Many drivers automatically renew their annual car insurance coverage without giving much thought to a very important question: Do you have enough auto insurance? Without careful analysis of your current situation, the age and value of your vehicle, and other factors, however, you could either be carrying too much or not enough auto insurance.

How do you know what’s enough, and what’s not? Here are some recommendations.

Collision Insurance

If you have an accident, collision insurance takes care of the cost of damage to your vehicle (after your deductible is met). If you still owe money on your car, your lender most likely requires that you carry collision coverage. Let’s say you own your car outright. You’ll still be wise to carry collision coverage to help you make repairs or get back some of its value if it’s totaled in an accident.

Collision coverage is probably the most costly part of your annual insurance premium.

On the other hand, if your car is free and clear and it’s old enough and has little cash value, you might consider reducing your premium by either raising your deductible or dropping collision coverage completely. The standard collision deductible is $500, but you can raise it to $1,000 or more, depending on your insurance carrier.

Comprehensive Coverage

While collision insurance pays for damage to your vehicle when you run into another vehicle or object, comprehensive coverage takes care of damage not the result of a traffic accident. Comprehensive coverage provides for damage due to things like fire, theft and vandalism.

Again, if you finance your car, your lender may require that you carry a certain level of comprehensive insurance.

Liability Insurance

Besides collision coverage, you definitely want to ensure that you take a good look at whether you have enough liability insurance. Why? Insurance experts say that the biggest risk you take getting behind the wheel is the potential damage that you could cause to another driver’s health or property.

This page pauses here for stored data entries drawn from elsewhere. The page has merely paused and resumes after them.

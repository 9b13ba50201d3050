//! The ingestion pass: stream, extract, accumulate.
//!
//! Decoder and extractor are fused into one pull-based loop; each line is
//! decoded, parsed, and stored before the next is requested, so memory use
//! is bounded by one line regardless of log size.

use std::path::Path;
use std::sync::atomic::{AtomicBool, Ordering};
use std::sync::Arc;

use serde::Serialize;
use tracing::debug;

use crate::decode::LogLines;
use crate::error::{Error, Result};
use crate::extract::{extract_line, Extraction, SkipReason};
use crate::store::EventStore;

/// Cooperative cancellation flag checked between line reads.
///
/// Clones share the flag, so a signal handler can hold one end while the
/// ingestion loop polls the other.
#[derive(Debug, Clone, Default)]
pub struct CancelFlag {
    cancelled: Arc<AtomicBool>,
}

impl CancelFlag {
    pub fn new() -> Self {
        Self::default()
    }

    /// Request that the ingestion stop before its next line.
    pub fn cancel(&self) {
        self.cancelled.store(true, Ordering::Relaxed);
    }

    pub fn is_cancelled(&self) -> bool {
        self.cancelled.load(Ordering::Relaxed)
    }
}

/// Counters describing one ingestion pass.
#[derive(Debug, Clone, Copy, Default, Serialize, PartialEq, Eq)]
pub struct ScanStats {
    /// Lines decoded from the log, blank ones included.
    pub lines_read: u64,
    /// Lines that failed to parse as records.
    pub lines_malformed: u64,
    /// Well-formed records of kinds we do not keep.
    pub events_ignored: u64,
    /// Task events appended to the store.
    pub events_extracted: u64,
}

/// Everything one ingestion pass produced.
#[derive(Debug)]
pub struct IngestReport {
    pub store: EventStore,
    pub scan: ScanStats,
}

/// Drain a compressed event log into an event store.
///
/// Malformed lines and foreign record kinds are counted, traced at debug
/// level, and dropped; they never fail the run. Open and decode failures
/// abort it, as does a raised [`CancelFlag`].
pub fn ingest_log(path: &Path, cancel: &CancelFlag) -> Result<IngestReport> {
    let mut store = EventStore::new();
    let mut scan = ScanStats::default();

    for line in LogLines::open(path)? {
        if cancel.is_cancelled() {
            return Err(Error::Cancelled);
        }
        let line = line?;
        scan.lines_read += 1;

        match extract_line(&line) {
            Extraction::Event(event) => {
                store.push(event);
                scan.events_extracted += 1;
            }
            Extraction::Skip(SkipReason::Blank) => {}
            Extraction::Skip(SkipReason::Malformed) => {
                scan.lines_malformed += 1;
                debug!(line = scan.lines_read, "skipping malformed log line");
            }
            Extraction::Skip(SkipReason::Ignored) => {
                scan.events_ignored += 1;
            }
        }
    }

    debug!(
        lines = scan.lines_read,
        events = scan.events_extracted,
        malformed = scan.lines_malformed,
        ignored = scan.events_ignored,
        "event log drained"
    );

    Ok(IngestReport { store, scan })
}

How much is enough liability insurance? You’ll want to obtain at least $100,000 bodily injury liability coverage per person and $300,000 total. That’s because personal injuries are usually the most expensive part of an accident.

In addition, you should go for at least $50,000 in property damage coverage.

State Required Minimums Are Rarely Enough

Recognize that all states require motorists to carry a minimum amount of liability coverage. But if you only have the minimum coverage, this gap can leave you more likely to be targeted by lawsuits if you do become involved in a serious accident.

Personal Injury Protection

One portion of your auto insurance coverage that you might not need is personal injury protection. This is coverage that takes care of your injury-related expenses, health care, loss of income while you’re recovering from your injuries, and child care expenses. If you already have good health and disability insurance from your employer, you may not need personal injury protection coverage as part of your auto insurance policy.

Bottom line: It never makes sense to pay more for insurance than you need to, but if you don’t have enough and you need it, it’s too late to do anything about it. Take the time now to do a thorough analysis of your current coverage and make any necessary adjustments. You might also want to compare coverage with other insurance companies, and always ask for every available discount for which you may qualify.